For years, as a community-builder, marital therapist, and relational man, I’ve had the recurring problem that I am about to describe. Briefly, what I found, in myself, and in all of the others I worked with, was an intolerance for difference. This was so prevalent in relationship everywhere, that I found myself thinking about it a lot. People were so prone to emphasize their similarities with each other, and to fear, hate, and run from differentness. I experienced this over and over. It seemed like this intolerance was a feature of separation.

After years of experiencing it intimately, and witnessing this intolerance in long-term relationships, and in the politics of this nation, I began to view this tendency as a fatal flaw in our relational practices. My thinking about it went so far as to consider this tendency to be impeding the evolution of our species — the problem that hangs over us, and is behind our wars and divorces

As a marital therapist I began my sessions with a new couple by seeing how they related to their differences. There were stages where differing was considered a strength, and others where differing was seen as a threat. How they dealt with differing was often the root of their issue. The things they did to protect themselves from how they differed, were all too often, perceived by their partner as offensive. A relationship would become hollow, dead or dissatisfying, and even violent when they were unable to avoid being different. Irreconcilable differences is the most common explanation for divorce in our culture, and is more commonly the root of dissolution of many unmarried relationships. Differing is unavoidable and dangerous relationally.

You can see the same thing playing out in the political arena. It isn’t just about immigrants, race, gender, or worldview. It is the basic threat that differences pose. We, as a species, are intolerant of those who seem to be different from us. These could be great, or little differences, but in the end these variations lead to disputes, conflict and warfare.

I’ve come to consider this weakness in our species’ make-up, to be such an important one, that it is a kind of developmental dilemma, that is impeding our growth (ie. a social koan). We will never achieve becoming citizens of the Universe, if we cannot get along with ourselves. The things we do to defend ourselves, are not only offensive to others, but eventually threatening to ourselves. The environmental crisis is a good example of our intolerance of otherness, and how we undermine what we ourselves depend on.

This isn’t just an abstract problem that happens occasionally. You can feel its presence in your life right now. Tune into the tensions you feel around the on-going challenge you have being yourself. How different can you be and still be loved?

This mostly unanswered question haunts anyone in relationship, maybe not now, certainly not always, but eventually. It is one of the great uncertainties of our time. Old people are focused upon freedom, particularly the freedom to be themselves. Some of them are able to achieve it, but all have to grapple with an intolerance of differing that is so deep that it makes the joy of uniqueness a real accomplishment. Relationships of all sorts are haunted by the chasm of difference, that makes relationship so rewarding and so damaging.

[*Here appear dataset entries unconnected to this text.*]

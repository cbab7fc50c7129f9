//! Chunk analysis
//!
//! Extracts transfer-of-control and data-movement references from a slice of
//! procedure text: PERFORM (with THRU), CALL (literal vs identifier kept
//! apart), GO TO (including DEPENDING ON lists) and MOVE. Works on raw lines
//! with dedicated patterns, no parse required; when an AST covering the chunk
//! exists, [`analyze_ast`] yields the same edge shapes from statement nodes
//! and is preferred by callers. References come back in source order.

use std::sync::LazyLock;

use regex::Regex;
use serde::{Deserialize, Serialize};

use crate::parse::{AstNode, NodeKind};
use crate::preproc::is_comment_line;

static PERFORM_RE: LazyLock<Regex> = LazyLock::new(|| {
    Regex::new(r"(?i)\bPERFORM\s+([A-Z0-9][A-Z0-9-]*)(\s+(?:THRU|THROUGH)\s+([A-Z0-9][A-Z0-9-]*))?")
        .unwrap()
});
static CALL_RE: LazyLock<Regex> = LazyLock::new(|| {
    Regex::new(r#"(?i)\bCALL\s+(?:"([^"]+)"|'([^']+)'|([A-Z0-9][A-Z0-9-]*))"#).unwrap()
});
static GOTO_RE: LazyLock<Regex> = LazyLock::new(|| {
    Regex::new(r"(?i)\bGO\s+TO\s+([A-Z0-9][A-Z0-9-]*(?:\s+[A-Z0-9][A-Z0-9-]*)*)").unwrap()
});
static MOVE_RE: LazyLock<Regex> =
    LazyLock::new(|| Regex::new(r"(?i)\bMOVE\s+(.+?)\s+TO\s+(.+?)(?:\.|$)").unwrap());

/// Words that follow PERFORM without naming a paragraph.
const PERFORM_KEYWORDS: &[&str] = &["UNTIL", "VARYING", "TIMES", "WITH", "TEST", "FOREVER"];

const VERB_STOPPERS: &[&str] = &[
    "MOVE", "PERFORM", "CALL", "GO", "IF", "ELSE", "DISPLAY", "COMPUTE", "ADD", "SUBTRACT",
    "MULTIPLY", "DIVIDE", "SET", "READ", "WRITE", "OPEN", "CLOSE", "EVALUATE", "WHEN", "STOP",
    "EXIT", "GOBACK", "INITIALIZE", "INSPECT", "STRING", "UNSTRING", "ACCEPT",
];

#[derive(Debug, Clone, Copy, PartialEq, Eq, Serialize, Deserialize)]
#[serde(rename_all = "kebab-case")]
pub enum ReferenceKind {
    Perform,
    PerformThru,
    CallLiteral,
    CallIdentifier,
    Goto,
    MoveTo,
    MoveFrom,
}

impl ReferenceKind {
    pub fn as_str(&self) -> &'static str {
        match self {
            ReferenceKind::Perform => "perform",
            ReferenceKind::PerformThru => "perform-thru",
            ReferenceKind::CallLiteral => "call-literal",
            ReferenceKind::CallIdentifier => "call-identifier",
            ReferenceKind::Goto => "goto",
            ReferenceKind::MoveTo => "move-to",
            ReferenceKind::MoveFrom => "move-from",
        }
    }
}

impl std::fmt::Display for ReferenceKind {
    fn fmt(&self, f: &mut std::fmt::Formatter<'_>) -> std::fmt::Result {
        f.write_str(self.as_str())
    }
}

/// One directed reference out of the analyzed chunk.
#[derive(Debug, Clone, PartialEq, Eq, Serialize, Deserialize)]
pub struct Reference {
    pub kind: ReferenceKind,
    pub target: String,
    pub line: usize,
}

/// A MOVE with its operands kept together.
#[derive(Debug, Clone, PartialEq, Eq)]
pub struct MoveStatement {
    pub line: usize,
    pub from: String,
    pub to: Vec<String>,
}

/// Regex-driven extraction over `(line number, text)` pairs.
pub fn analyze_lines<'a>(lines: impl IntoIterator<Item = (usize, &'a str)>) -> Vec<Reference> {
    let mut out = Vec::new();
    for (number, text) in lines {
        if is_comment_line(text) {
            continue;
        }
        // Collected per line with match offsets so several statements on one
        // line keep their order.
        let mut found: Vec<(usize, Reference)> = Vec::new();

        for caps in PERFORM_RE.captures_iter(text) {
            let name = caps[1].to_ascii_uppercase();
            if PERFORM_KEYWORDS.contains(&name.as_str()) {
                continue;
            }
            let whole = caps.get(0).unwrap();
            // `PERFORM 5 TIMES` names a count, not a paragraph.
            if name.chars().all(|c| c.is_ascii_digit())
                && followed_by_times(text, whole.end())
            {
                continue;
            }
            if let Some(thru) = caps.get(3) {
                found.push((
                    whole.start(),
                    Reference {
                        kind: ReferenceKind::Perform,
                        target: name,
                        line: number,
                    },
                ));
                found.push((
                    whole.start() + 1,
                    Reference {
                        kind: ReferenceKind::PerformThru,
                        target: thru.as_str().to_ascii_uppercase(),
                        line: number,
                    },
                ));
            } else {
                found.push((
                    whole.start(),
                    Reference {
                        kind: ReferenceKind::Perform,
                        target: name,
                        line: number,
                    },
                ));
            }
        }

        for caps in CALL_RE.captures_iter(text) {
            let start = caps.get(0).unwrap().start();
            if let Some(lit) = caps.get(1).or(caps.get(2)) {
                found.push((
                    start,
                    Reference {
                        kind: ReferenceKind::CallLiteral,
                        target: lit.as_str().to_string(),
                        line: number,
                    },
                ));
            } else if let Some(ident) = caps.get(3) {
                found.push((
                    start,
                    Reference {
                        kind: ReferenceKind::CallIdentifier,
                        target: ident.as_str().to_ascii_uppercase(),
                        line: number,
                    },
                ));
            }
        }

        for caps in GOTO_RE.captures_iter(text) {
            let start = caps.get(0).unwrap().start();
            for (offset, word) in caps[1].split_whitespace().enumerate() {
                let upper = word.to_ascii_uppercase();
                if upper == "DEPENDING" {
                    break;
                }
                if VERB_STOPPERS.contains(&upper.as_str()) {
                    break;
                }
                found.push((
                    start + offset,
                    Reference {
                        kind: ReferenceKind::Goto,
                        target: upper,
                        line: number,
                    },
                ));
            }
        }

        for stmt in moves_in_line(number, text) {
            let start = text.to_ascii_uppercase().find("MOVE").unwrap_or(0);
            if is_identifier(&stmt.from) {
                found.push((
                    start,
                    Reference {
                        kind: ReferenceKind::MoveFrom,
                        target: stmt.from.clone(),
                        line: number,
                    },
                ));
            }
            for (offset, target) in stmt.to.iter().enumerate() {
                found.push((
                    start + 1 + offset,
                    Reference {
                        kind: ReferenceKind::MoveTo,
                        target: target.clone(),
                        line: number,
                    },
                ));
            }
        }

        found.sort_by_key(|(pos, _)| *pos);
        out.extend(found.into_iter().map(|(_, r)| r));
    }
    out
}

/// MOVE statements with both operand sides, for the `moves` listing.
pub fn moves_in<'a>(lines: impl IntoIterator<Item = (usize, &'a str)>) -> Vec<MoveStatement> {
    let mut out = Vec::new();
    for (number, text) in lines {
        if is_comment_line(text) {
            continue;
        }
        out.extend(moves_in_line(number, text));
    }
    out
}

fn moves_in_line(number: usize, text: &str) -> Vec<MoveStatement> {
    MOVE_RE
        .captures_iter(text)
        .filter_map(|caps| {
            let from = caps[1].split_whitespace().next()?.to_string();
            let from = strip_subscript(&from).to_ascii_uppercase();
            let mut to = Vec::new();
            for word in caps[2].split([' ', '\t', ',']) {
                if word.is_empty() {
                    continue;
                }
                let upper = strip_subscript(word).to_ascii_uppercase();
                if VERB_STOPPERS.contains(&upper.as_str()) {
                    break;
                }
                if !is_identifier(&upper) {
                    continue;
                }
                to.push(upper);
            }
            if to.is_empty() {
                return None;
            }
            Some(MoveStatement {
                line: number,
                from,
                to,
            })
        })
        .collect()
}

fn followed_by_times(text: &str, from: usize) -> bool {
    text[from..]
        .split_whitespace()
        .next()
        .is_some_and(|w| w.eq_ignore_ascii_case("TIMES"))
}

fn strip_subscript(word: &str) -> &str {
    let word = word.trim_end_matches('.');
    match word.find('(') {
        Some(p) => &word[..p],
        None => word,
    }
}

fn is_identifier(word: &str) -> bool {
    !word.is_empty()
        && word.chars().next().is_some_and(|c| c.is_ascii_alphanumeric())
        && word
            .chars()
            .all(|c| c.is_ascii_alphanumeric() || c == '-')
        && !word.chars().all(|c| c.is_ascii_digit())
}

/// Edge extraction from statement nodes, preferred once a parse exists.
pub fn analyze_ast(node: &AstNode) -> Vec<Reference> {
    let mut out = Vec::new();
    node.walk(&mut |n| {
        if let NodeKind::Statement { verb } = &n.kind {
            statement_edges(verb, n, &mut out);
        }
    });
    out
}

fn statement_edges(verb: &str, node: &AstNode, out: &mut Vec<Reference>) {
    let line = node.span.start_line;
    let words: Vec<(bool, String)> = node
        .children
        .iter()
        .filter_map(|c| match &c.kind {
            NodeKind::Identifier { name } => Some((true, name.clone())),
            NodeKind::Literal { value } => Some((false, value.clone())),
            _ => None,
        })
        .collect();

    match verb {
        "PERFORM" => {
            let Some((is_ident, name)) = words.first() else {
                return;
            };
            if !is_ident || PERFORM_KEYWORDS.contains(&name.as_str()) {
                return;
            }
            out.push(Reference {
                kind: ReferenceKind::Perform,
                target: name.clone(),
                line,
            });
            let thru = words
                .iter()
                .position(|(_, w)| w == "THRU" || w == "THROUGH")
                .and_then(|p| words.get(p + 1));
            if let Some((true, target)) = thru {
                out.push(Reference {
                    kind: ReferenceKind::PerformThru,
                    target: target.clone(),
                    line,
                });
            }
        }
        "CALL" => {
            if let Some((is_ident, name)) = words.first() {
                out.push(Reference {
                    kind: if *is_ident {
                        ReferenceKind::CallIdentifier
                    } else {
                        ReferenceKind::CallLiteral
                    },
                    target: name.clone(),
                    line,
                });
            }
        }
        "GO" => {
            for (is_ident, name) in words.iter().skip_while(|(_, w)| w == "TO") {
                if name == "DEPENDING" {
                    break;
                }
                if *is_ident {
                    out.push(Reference {
                        kind: ReferenceKind::Goto,
                        target: name.clone(),
                        line,
                    });
                }
            }
        }
        "MOVE" => {
            let Some(split) = words.iter().position(|(_, w)| w == "TO") else {
                return;
            };
            if let Some((true, from)) = words.first() {
                if from != "TO" {
                    out.push(Reference {
                        kind: ReferenceKind::MoveFrom,
                        target: from.clone(),
                        line,
                    });
                }
            }
            for (is_ident, name) in &words[split + 1..] {
                if *is_ident {
                    out.push(Reference {
                        kind: ReferenceKind::MoveTo,
                        target: name.clone(),
                        line,
                    });
                }
            }
        }
        _ => {}
    }
}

There is no cure for this intolerance. Diversity, being exposed to lots of difference is helpful, but we have to grow ourselves; our awareness of differences, our ability to handle negative reactions, and our capacity to stay ourselves while engaged with otherness. All of this, calls for a rare maturity — a growth of the self— that also means coming to terms with our own inconsistencies. The mystery of who each of us is, is great enough, to teach us how to deal with what we don’t know, and don’t want to deal with.

The way out of the bind of difference, is through those differences. It takes a rootedness in our mutual dependency, a rootedness that comes more easily to those who bear up, and let themselves be tested by wild profusion of Nature, ours and the unexpected.